I think there will be
about 33 feet of water in the column on each side

Then I think you would be wrong, unless your columns are significantly
longer than that, probably more like 50+ feet.

---to provide the
weigth that pulls the pressure down. That would leave only about
7 feet of water vapor path on each side of the column.

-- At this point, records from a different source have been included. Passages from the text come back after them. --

//! Logging setup for the binaries.
//!
//! The library itself never installs a subscriber; it publishes
//! [`Event`](crate::Event)s and [`LogWriter`](crate::LogWriter) renders them
//! through `tracing`. Binaries call [`init_logging`] once at startup.
//!
//! Output goes to stderr: the worker's stdout may carry the readiness byte.

use std::io;

use tracing_subscriber::EnvFilter;
use tracing_subscriber::layer::SubscriberExt;
use tracing_subscriber::util::SubscriberInitExt;

/// Installs a stderr `fmt` layer filtered by `RUST_LOG`, or by
/// `default_level` when `RUST_LOG` is unset or invalid.
///
/// Returns `false` if a global subscriber was already installed.
pub fn init_logging(default_level: &str) -> bool {
    let env_filter =
        EnvFilter::try_from_default_env().unwrap_or_else(|_| EnvFilter::new(default_level));

    let stderr_layer = tracing_subscriber::fmt::layer()
        .with_writer(io::stderr)
        .with_target(false);

    tracing_subscriber::registry()
        .with(env_filter)
        .with(stderr_layer)
        .try_init()
        .is_ok()
}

There is no vacuum to hold the water up - the vacuum is what you are
trying to *create*. The water columns will drop until there is an
equilibrium point reached between the external atmospheric pressure, the
height (weight as you state) of the water column, and the pressure in
the headspace (the U-tube). The water columns *must* retreat, or the
headspace stays at atmospheric pressure. If the tubes are long enough,
and the initial column heights are high enough, then when you reach
equilibrium, you'll have close to a vacuum and close to 33' water column
heights. And a lot more empty headspace than you started with.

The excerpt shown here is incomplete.